**WHAT YOU SHOULD DO**
Determine how many lines in the entries below contain "force", and output that number alone.

Stored items

------------------------------------

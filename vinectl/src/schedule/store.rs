//! The in-force and staged schedule directories.
//!
//! Each directory is meant to hold a single schedule file named
//! `<yyyy>_<mm>_<dd>_<fixed|intel>_<id>.json`. Installing clears the
//! current directory and moves the staged file in; nothing is ever merged.

use anyhow::{bail, Context, Result};
use std::fs;
use std::path::{Path, PathBuf};
use tracing::{info, warn};

use crate::config::Config;
use crate::error::ScheduleError;
use crate::fs::durable::{self, Record};
use crate::fs::quarantine;
use crate::fs::WorkDir;
use crate::models::{Schedule, ScheduleDescriptor, ScheduleFileName, ScheduleKind};

use super::validation;

/// What `tidy` did to a schedule directory.
#[derive(Debug, Default, Clone, PartialEq, Eq)]
pub struct TidyReport {
    pub quarantined: Vec<PathBuf>,
    pub deleted: Vec<PathBuf>,
    pub kept: Option<PathBuf>,
}

pub struct ScheduleStore {
    current_dir: PathBuf,
    new_dir: PathBuf,
    corrupt_dir: PathBuf,
}

impl ScheduleStore {
    pub fn new(work_dir: &WorkDir) -> Self {
        Self {
            current_dir: work_dir.schedule_current_dir(),
            new_dir: work_dir.schedule_new_dir(),
            corrupt_dir: work_dir.corrupt_dir(),
        }
    }

    pub fn current_dir(&self) -> &Path {
        &self.current_dir
    }

    /// The in-force schedule.
    ///
    /// More than one file in the directory is reported as corrupt; run
    /// [`ScheduleStore::tidy_current`] first to resolve it.
    pub fn current(&self) -> Result<Record<Schedule>> {
        single_record(&self.current_dir)
    }

    pub fn staged(&self) -> Result<Record<Schedule>> {
        single_record(&self.new_dir)
    }

    pub fn current_descriptor(&self) -> Result<Option<ScheduleDescriptor>> {
        Ok(self.current()?.present().map(|s| s.descriptor()))
    }

    pub fn tidy_current(&self) -> Result<TidyReport> {
        self.tidy(&self.current_dir)
    }

    pub fn tidy_staged(&self) -> Result<TidyReport> {
        self.tidy(&self.new_dir)
    }

    /// Reduce `dir` to at most one schedule file.
    ///
    /// Files failing verification are quarantined and badly named files
    /// deleted. A fixed schedule wins over intelligent ones; among
    /// intelligent schedules the highest id wins. Two or more fixed
    /// schedules cannot be resolved and yield
    /// [`ScheduleError::ConflictingFixed`] with the directory untouched
    /// beyond the quarantine step.
    fn tidy(&self, dir: &Path) -> Result<TidyReport> {
        let mut report = TidyReport::default();
        let mut fixed: Vec<PathBuf> = Vec::new();
        let mut intel: Vec<(u32, PathBuf)> = Vec::new();

        for path in quarantine::list_files(dir)? {
            let name = path
                .file_name()
                .map(|n| n.to_string_lossy().to_string())
                .unwrap_or_default();

            let Some(parsed) = ScheduleFileName::parse(&name) else {
                warn!(file = %name, "not a schedule file name, deleting");
                durable::remove_if_exists(&path)?;
                report.deleted.push(path);
                continue;
            };

            match durable::read::<Schedule>(&path)? {
                Record::Present(schedule) if schedule.kind() == parsed.kind => {}
                Record::Present(_) => {
                    warn!(file = %name, "schedule kind does not match file name");
                    self.quarantine(&path, &mut report)?;
                    continue;
                }
                Record::Corrupt(reason) => {
                    warn!(file = %name, %reason, "schedule failed verification");
                    self.quarantine(&path, &mut report)?;
                    continue;
                }
                Record::Absent => continue,
            }

            match parsed.kind {
                ScheduleKind::Fixed => fixed.push(path),
                ScheduleKind::Intelligent => intel.push((parsed.id, path)),
            }
        }

        if fixed.len() > 1 {
            return Err(ScheduleError::ConflictingFixed { fixed: fixed.len() }.into());
        }

        let keep = match fixed.pop() {
            Some(path) => Some(path),
            None => intel.iter().max_by_key(|(id, _)| *id).map(|(_, path)| path.clone()),
        };

        for (_, path) in intel {
            if Some(&path) != keep.as_ref() {
                durable::remove_if_exists(&path)?;
                report.deleted.push(path);
            }
        }
        if !report.deleted.is_empty() || !report.quarantined.is_empty() {
            info!(
                dir = %dir.display(),
                deleted = report.deleted.len(),
                quarantined = report.quarantined.len(),
                "schedule directory tidied"
            );
        }

        report.kept = keep;
        Ok(report)
    }

    fn quarantine(&self, path: &Path, report: &mut TidyReport) -> Result<()> {
        if let Some(dest) = quarantine::move_into(path, &self.corrupt_dir)? {
            report.quarantined.push(dest);
        }
        Ok(())
    }

    /// True unless `candidate` has the same (type, created_ts, created_date,
    /// id) as the schedule in force.
    pub fn differs_from_current(&self, candidate: &Schedule) -> Result<bool> {
        Ok(self.current_descriptor()? != Some(candidate.descriptor()))
    }

    /// Replace whatever is staged with `schedule`.
    pub fn stage(&self, schedule: &Schedule) -> Result<PathBuf> {
        quarantine::clear_dir(&self.new_dir)?;
        let path = self.new_dir.join(schedule.file_name());
        durable::write(&path, schedule)
            .with_context(|| format!("Failed to stage schedule {}", path.display()))?;
        Ok(path)
    }

    /// Move the single staged file into the current directory, clearing
    /// the current directory first.
    pub fn install_staged(&self) -> Result<PathBuf> {
        let staged = quarantine::list_files(&self.new_dir)?;
        let source = match staged.as_slice() {
            [only] => only,
            [] => bail!("No staged schedule to install"),
            _ => bail!("{} files in {}", staged.len(), self.new_dir.display()),
        };
        let name = source
            .file_name()
            .with_context(|| format!("Not a file path: {}", source.display()))?;

        fs::create_dir_all(&self.current_dir)
            .with_context(|| format!("Failed to create {}", self.current_dir.display()))?;
        quarantine::clear_dir(&self.current_dir)?;

        let dest = self.current_dir.join(name);
        fs::rename(source, &dest).with_context(|| {
            format!("Failed to move {} into {}", source.display(), dest.display())
        })?;

        info!(file = %dest.display(), "schedule put in force");
        Ok(dest)
    }

    /// Validate, diff-check, stage and install a candidate schedule.
    ///
    /// An identical schedule is rejected with [`ScheduleError::Identical`];
    /// callers treat that as "nothing to do".
    pub fn install(&self, schedule: &Schedule, config: &Config) -> Result<PathBuf> {
        validation::validate(schedule, config)?;
        if !self.differs_from_current(schedule)? {
            return Err(ScheduleError::Identical.into());
        }
        self.stage(schedule)?;
        self.install_staged()
    }

    /// Put `schedule` in force under `file_name` without staging. Used by
    /// the reset path, which has already cleared everything.
    pub fn write_current(&self, schedule: &Schedule, file_name: &str) -> Result<PathBuf> {
        quarantine::clear_dir(&self.current_dir)?;
        let path = self.current_dir.join(file_name);
        durable::write(&path, schedule)
            .with_context(|| format!("Failed to write schedule {}", path.display()))?;
        Ok(path)
    }

    pub fn clear(&self) -> Result<usize> {
        Ok(quarantine::clear_dir(&self.current_dir)? + quarantine::clear_dir(&self.new_dir)?)
    }
}

fn single_record(dir: &Path) -> Result<Record<Schedule>> {
    let files = quarantine::list_files(dir)?;
    match files.as_slice() {
        [] => Ok(Record::Absent),
        [only] => durable::read(only),
        _ => Ok(Record::Corrupt(format!(
            "{} files in {}",
            files.len(),
            dir.display()
        ))),
    }
}
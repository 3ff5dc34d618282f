//! Integration tests for the vinectl library, exercised through its
//! public API only.

mod controller;
mod registry;
mod schedule_engine;
mod supervisor;
//! Schedule resolution, expiry and flow tolerance checks.

use chrono::{NaiveDate, NaiveDateTime};
use tempfile::TempDir;
use vinectl::flow::check_flow;
use vinectl::fs::durable;
use vinectl::fs::WorkDir;
use vinectl::models::schedule::{FixedDay, FixedSchedule, IntelDay, IntelligentSchedule};
use vinectl::models::{AlarmDirection, EventList, HourMinute, Schedule, ScheduledEvent};
use vinectl::schedule::{plan_at, ScheduleEngine, Usability};

fn at(day: u32, h: u32, min: u32) -> NaiveDateTime {
    NaiveDate::from_ymd_opt(2021, 7, day)
        .unwrap()
        .and_hms_opt(h, min, 0)
        .unwrap()
}

fn event(block: &str, start: (u32, u32), duration: (u32, u32)) -> ScheduledEvent {
    ScheduledEvent {
        sequence: 1,
        block: block.to_string(),
        start: HourMinute::new(start.0, start.1),
        duration: HourMinute::new(duration.0, duration.1),
        exp_flow: 15,
        over_flow_tol: 10,
        under_flow_tol: 10,
    }
}

fn intel(day1: u32) -> Schedule {
    let day = |d: u32, events: EventList| IntelDay {
        date: NaiveDate::from_ymd_opt(2021, 7, d).unwrap(),
        events,
    };
    Schedule::Intelligent(IntelligentSchedule {
        id: 40,
        created_ts: 1_626_900_000,
        created_date: NaiveDate::from_ymd_opt(2021, 7, day1 - 1).unwrap(),
        day1: day(day1, EventList::Events(vec![event("f", (5, 0), (2, 0))])),
        day2: day(day1 + 1, EventList::NoIrrigation),
        day3: day(day1 + 2, EventList::NoIrrigation),
    })
}

fn install(schedule: &Schedule) -> (TempDir, ScheduleEngine) {
    let temp_dir = TempDir::new().unwrap();
    let work_dir = WorkDir::new(temp_dir.path());
    work_dir.ensure().unwrap();
    let path = work_dir.schedule_current_dir().join(schedule.file_name());
    durable::write(&path, schedule).unwrap();
    (temp_dir, ScheduleEngine::new(&work_dir))
}

#[test]
fn test_fixed_schedule_always_usable() {
    let (_temp_dir, engine) = install(&Schedule::default_schedule());
    assert_eq!(engine.currently_usable(at(1, 0, 0)), Usability::Valid);
    assert_eq!(engine.currently_usable(at(31, 23, 59)), Usability::Valid);
}

#[test]
fn test_intelligent_schedule_expires_after_last_day() {
    let (_temp_dir, engine) = install(&intel(22));

    assert_eq!(engine.currently_usable(at(22, 5, 0)), Usability::Valid);
    assert_eq!(engine.currently_usable(at(24, 23, 59)), Usability::Valid);
    assert_eq!(engine.currently_usable(at(25, 0, 0)), Usability::Expired);
}

#[test]
fn test_should_be_running_respects_window() {
    let schedule = match Schedule::default_schedule() {
        Schedule::Fixed(s) => Schedule::Fixed(FixedSchedule {
            id: 9,
            // 2021-07-26 is a Monday
            mon: FixedDay(EventList::Events(vec![event("a", (8, 0), (4, 0))])),
            ..s
        }),
        other => other,
    };
    let (_temp_dir, engine) = install(&schedule);

    assert!(engine.event_that_should_be_running(at(26, 7, 59)).unwrap().is_none());
    let plan = engine.event_that_should_be_running(at(26, 8, 0)).unwrap().unwrap();
    assert_eq!(plan.block(), "a");
    assert_eq!(plan.key.schedule_id, 9);
    assert!(engine.event_that_should_be_running(at(26, 12, 0)).unwrap().is_none());
    // Tuesday is "no-irrigation"
    assert!(engine.event_that_should_be_running(at(27, 9, 0)).unwrap().is_none());
}

#[test]
fn test_intelligent_event_resolved_on_its_date() {
    let schedule = intel(22);
    let plan = plan_at(&schedule, at(22, 6, 0)).unwrap();
    assert_eq!(plan.block(), "f");
    assert_eq!(plan.key.date, NaiveDate::from_ymd_opt(2021, 7, 22).unwrap());
    assert!(plan_at(&schedule, at(23, 6, 0)).is_none());
}

#[test]
fn test_flow_tolerance_band() {
    let event = event("a", (8, 0), (1, 0));

    assert_eq!(check_flow(17, &event), Some((AlarmDirection::Over, 13)));
    assert_eq!(check_flow(16, &event), None);
    assert_eq!(check_flow(14, &event), None);
    assert_eq!(check_flow(13, &event), Some((AlarmDirection::Under, 13)));
}
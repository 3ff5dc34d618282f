use anyhow::{Context, Result};
use chrono::Local;
use clap::{Parser, Subcommand};
use std::fs::File;
use std::path::PathBuf;
use std::sync::atomic::{AtomicBool, Ordering};
use std::sync::Arc;
use tracing_subscriber::{fmt, layer::SubscriberExt, util::SubscriberInitExt, EnvFilter};

use vinectl::commands::{recover, reset, schedule, status, stop, tick};
use vinectl::config::Config;
use vinectl::fs::WorkDir;

#[derive(Parser)]
#[command(name = "vinectl")]
#[command(about = "Vineyard block irrigation controller", long_about = None)]
#[command(version)]
struct Cli {
    /// Config file (defaults to $VINECTL_CONFIG, then the user config dir)
    #[arg(long, global = true)]
    config: Option<PathBuf>,

    /// Override the data root
    #[arg(long, global = true)]
    root: Option<PathBuf>,

    #[command(subcommand)]
    command: Commands,
}

#[derive(Subcommand)]
enum Commands {
    /// Fetch, tidy, recover and reconcile; may run the due event
    Tick {
        /// Report the event that would start without starting it
        #[arg(long)]
        plan_only: bool,
    },

    /// Show schedule, running event and pending files
    Status,

    /// Stop the running event
    Stop,

    /// Kill supervisors, clear state and fall back to the default schedule
    Reset,

    /// Report orphaned pulse checkpoints
    Recover,

    /// Work with schedule documents on disk
    Schedule {
        #[command(subcommand)]
        command: ScheduleCommands,
    },
}

#[derive(Subcommand)]
enum ScheduleCommands {
    /// Check a schedule file without installing it
    Validate {
        /// Path to the schedule JSON
        file: PathBuf,
    },

    /// Validate a schedule file and put it in force
    Install {
        /// Path to the schedule JSON
        file: PathBuf,
    },
}

fn main() -> Result<()> {
    let cli = Cli::parse();

    let mut config = Config::resolve(cli.config.as_deref())?;
    if let Some(root) = cli.root {
        config.root = root;
    }
    config.validate().context("Invalid configuration")?;
    let work_dir = WorkDir::new(&config.root);

    init_logging(&work_dir);

    let interrupt = Arc::new(AtomicBool::new(false));
    let flag = Arc::clone(&interrupt);
    ctrlc::set_handler(move || flag.store(true, Ordering::SeqCst))
        .context("Failed to install Ctrl-C handler")?;

    let result = match cli.command {
        Commands::Tick { plan_only } => tick::execute(&config, &work_dir, interrupt, plan_only),
        Commands::Status => status::execute(&config, &work_dir),
        Commands::Stop => stop::execute(&config, &work_dir),
        Commands::Reset => reset::execute(&config, &work_dir),
        Commands::Recover => recover::execute(&config, &work_dir),
        Commands::Schedule { command } => match command {
            ScheduleCommands::Validate { file } => schedule::validate(&config, &file),
            ScheduleCommands::Install { file } => schedule::install(&config, &work_dir, &file),
        },
    };

    if let Err(e) = &result {
        tracing::error!(error = %format!("{e:#}"), "command failed");
    }
    result
}

/// Log to a per-invocation file under `sys_logs`, or stderr when that
/// file cannot be created.
fn init_logging(work_dir: &WorkDir) {
    let filter = EnvFilter::try_from_default_env().unwrap_or_else(|_| EnvFilter::new("info"));
    let file_name = format!("{}_vinectl.log", Local::now().format("%Y_%m_%d_%H_%M"));

    let log_file = work_dir
        .ensure_dir("sys_logs")
        .and_then(|dir| Ok(File::options().create(true).append(true).open(dir.join(file_name))?));

    match log_file {
        Ok(file) => tracing_subscriber::registry()
            .with(filter)
            .with(fmt::layer().with_ansi(false).with_writer(Arc::new(file)))
            .init(),
        Err(_) => tracing_subscriber::registry()
            .with(filter)
            .with(fmt::layer().with_target(false).with_writer(std::io::stderr))
            .init(),
    }
}
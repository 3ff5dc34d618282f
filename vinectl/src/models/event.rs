use chrono::{NaiveDate, NaiveDateTime};
use regex::Regex;
use serde::{Deserialize, Serialize};
use std::fmt;
use std::sync::LazyLock;

use super::schedule::{DayKey, ScheduledEvent};

/// Identity of one irrigation event on one concrete date.
///
/// For fixed schedules `date` is the day the event runs, not a date taken
/// from the schedule document.
#[derive(Debug, Clone, PartialEq, Eq, Hash, Serialize, Deserialize)]
pub struct EventKey {
    #[serde(rename = "irr_ev_date")]
    pub date: NaiveDate,
    #[serde(rename = "irr_ev_day")]
    pub day: DayKey,
    #[serde(rename = "irr_ev_seq")]
    pub sequence: u32,
    #[serde(rename = "irr_sch_id")]
    pub schedule_id: u32,
}

impl EventKey {
    /// `<yyyy>_<mm>_<dd>_<schedule_id>_<sequence>`, shared by every file
    /// that belongs to this event.
    pub fn stem(&self) -> String {
        event_stem(self.date, self.schedule_id, self.sequence)
    }

    pub fn checkpoint_file_name(&self) -> String {
        format!("pulse_count_{}.json", self.stem())
    }
}

impl fmt::Display for EventKey {
    fn fmt(&self, f: &mut fmt::Formatter<'_>) -> fmt::Result {
        write!(
            f,
            "schedule {} {} {} seq {}",
            self.schedule_id, self.date, self.day, self.sequence
        )
    }
}

pub fn event_stem(date: NaiveDate, schedule_id: u32, sequence: u32) -> String {
    format!("{}_{schedule_id}_{sequence}", date.format("%Y_%m_%d"))
}

/// A scheduled event resolved against a date: what a supervisor runs.
#[derive(Debug, Clone, PartialEq, Eq)]
pub struct EventPlan {
    pub key: EventKey,
    pub event: ScheduledEvent,
    pub start: NaiveDateTime,
    pub end: NaiveDateTime,
}

impl EventPlan {
    pub fn block(&self) -> &str {
        &self.event.block
    }
}

/// A checkpoint file name split into its event stem and backup flag.
#[derive(Debug, Clone, PartialEq, Eq)]
pub struct CheckpointName {
    pub stem: String,
    pub date: NaiveDate,
    pub schedule_id: u32,
    pub sequence: u32,
    pub is_backup: bool,
}

static CHECKPOINT_NAME_PATTERN: LazyLock<Regex> = LazyLock::new(|| {
    Regex::new(r"^pulse_count_((\d{4})_(\d{2})_(\d{2})_(\d+)_(\d+))\.json(\.old)?$")
        .expect("Invalid regex")
});

impl CheckpointName {
    /// Parse `pulse_count_<yyyy>_<mm>_<dd>_<schedule_id>_<sequence>.json[.old]`.
    pub fn parse(name: &str) -> Option<Self> {
        let caps = CHECKPOINT_NAME_PATTERN.captures(name)?;
        let date = NaiveDate::from_ymd_opt(
            caps[2].parse().ok()?,
            caps[3].parse().ok()?,
            caps[4].parse().ok()?,
        )?;
        Some(Self {
            stem: caps[1].to_string(),
            date,
            schedule_id: caps[5].parse().ok()?,
            sequence: caps[6].parse().ok()?,
            is_backup: caps.get(7).is_some(),
        })
    }

    pub fn main_file_name(&self) -> String {
        format!("pulse_count_{}.json", self.stem)
    }
}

------------------------------------

**WRITTEN RESPONSE**
6